Figure 1.

Inflammasome activation is associated with the onset of diabetic nephropathy in db/db mice. IL-1β and IL-18 plasma levels (a) and tissue levels of Nlrp3 (nucleotide-binding domain and leucine-rich repeat pyrin 3 domain) and cleaved IL-1β (cl IL-1β) in renal cortex extracts (b, c) are increased in db/db mice at 8 weeks of age (compared with 4 weeks of age) and are further increased at age 12 weeks. Tissue levels of cleaved caspase-1 (cl Casp1) and IL-18 increase between age 4 and 8 weeks and then remain elevated (b, c). Nephrin expression is reduced at 8 and decreases further at 12 weeks of age (b, c). These changes are associated with a significant increase in albuminuria (Alb) and the fractional mesangial area (FMA) in 12- but not in 8-week-old db/db mice (d, e).

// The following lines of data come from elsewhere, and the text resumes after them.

use crate::cli::Cli;
use crate::events::AppEvent;
use async_channel::Sender;
use dialkit::{ConfigurationError, ScaleConfig};
use directories::ProjectDirs;
use notify::{EventKind, RecommendedWatcher, RecursiveMode, Watcher};
use std::path::PathBuf;
use thiserror::Error;

const DEFAULT_CONFIG: &str = include_str!("default_config.toml");

#[derive(Error, Debug)]
pub enum ConfigError {
    #[error("Failed to determine config directory")]
    ConfigDirNotFound,
    #[error("Config error: {0}")]
    Config(#[from] config::ConfigError),
    #[error("Invalid dial configuration: {0}")]
    Invalid(#[from] ConfigurationError),
}

pub fn get_config_path() -> Result<PathBuf, ConfigError> {
    let proj_dirs =
        ProjectDirs::from("org", "dicedev", "weightdial").ok_or(ConfigError::ConfigDirNotFound)?;
    Ok(proj_dirs.config_dir().join("config.toml"))
}

/// Reads the config file (`--config` or the default location) with
/// `WEIGHTDIAL_*` environment overrides on top, e.g. `WEIGHTDIAL_RANGE__MAX=300`,
/// then the command-line range flags. Validation runs last.
pub fn load_config(cli: &Cli) -> Result<ScaleConfig, ConfigError> {
    let config_path = match &cli.config {
        Some(p) => p.clone(),
        None => get_config_path()?,
    };

    let s = config::Config::builder()
        .add_source(config::File::from(config_path).required(false))
        .add_source(
            config::Environment::with_prefix("WEIGHTDIAL")
                .prefix_separator("_")
                .separator("__")
                .try_parsing(true),
        )
        .build()?;

    let mut scale: ScaleConfig = s.try_deserialize()?;
    cli.apply(&mut scale);
    scale.validate()?;
    Ok(scale)
}

pub fn load_or_default(cli: &Cli) -> ScaleConfig {
    match load_config(cli) {
        Ok(c) => c,
        Err(e) => {
            log::warn!("Using default configuration: {}", e);
            let mut scale = ScaleConfig::default();
            cli.apply(&mut scale);
            scale
        }
    }
}

pub fn write_default_config() -> std::io::Result<PathBuf> {
    let path =
        get_config_path().map_err(|e| std::io::Error::new(std::io::ErrorKind::NotFound, e))?;
    if let Some(parent) = path.parent() {
        fs_err::create_dir_all(parent)?;
    }
    if !path.exists() {
        fs_err::write(&path, DEFAULT_CONFIG)?;
    }
    Ok(path)
}

pub async fn run_async_watcher(config_path: PathBuf, tx: Sender<AppEvent>) {
    let config_dir = match config_path.parent() {
        Some(p) => p.to_path_buf(),
        None => return,
    };

    if let Err(e) = fs_err::create_dir_all(&config_dir) {
        log::error!("Failed to create config directory for watching: {}", e);
        return;
    }

    let (bridge_tx, bridge_rx) = async_channel::unbounded();

    let mut watcher = match RecommendedWatcher::new(
        move |res| {
            let _ = bridge_tx.send_blocking(res);
        },
        notify::Config::default(),
    ) {
        Ok(w) => w,
        Err(e) => {
            log::error!("Failed to create watcher: {}", e);
            return;
        }
    };

    if let Err(e) = watcher.watch(&config_dir, RecursiveMode::NonRecursive) {
        log::error!("Failed to watch config directory: {}", e);
        return;
    }

    while let Ok(res) = bridge_rx.recv().await {
        match res {
            Ok(event) => {
                let meaningful_event = matches!(
                    event.kind,
                    EventKind::Modify(_) | EventKind::Create(_) | EventKind::Remove(_)
                );

                if meaningful_event
                    && event.paths.iter().any(|p| p == &config_path)
                    && tx.send(AppEvent::ConfigReload).await.is_err()
                {
                    break;
                }
            }
            Err(e) => log::error!("Watch error: {}", e),
        }
    }
}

Markers of inflammasome activation (plasma IL-18, a; cleaved IL-1β, b) remain normal in nondiabetic db/m control mice. Mean value±s.e.m. Number of mice (a–e) in each group is shown in parentheses in a; representative immunoblots in (c) and representative periodic acid–Schiff–stained glomeruli in e, scale bar=20 μm; *P<0.05. FMA, fractional mesangial area; IL, interleukin; NS, not significant.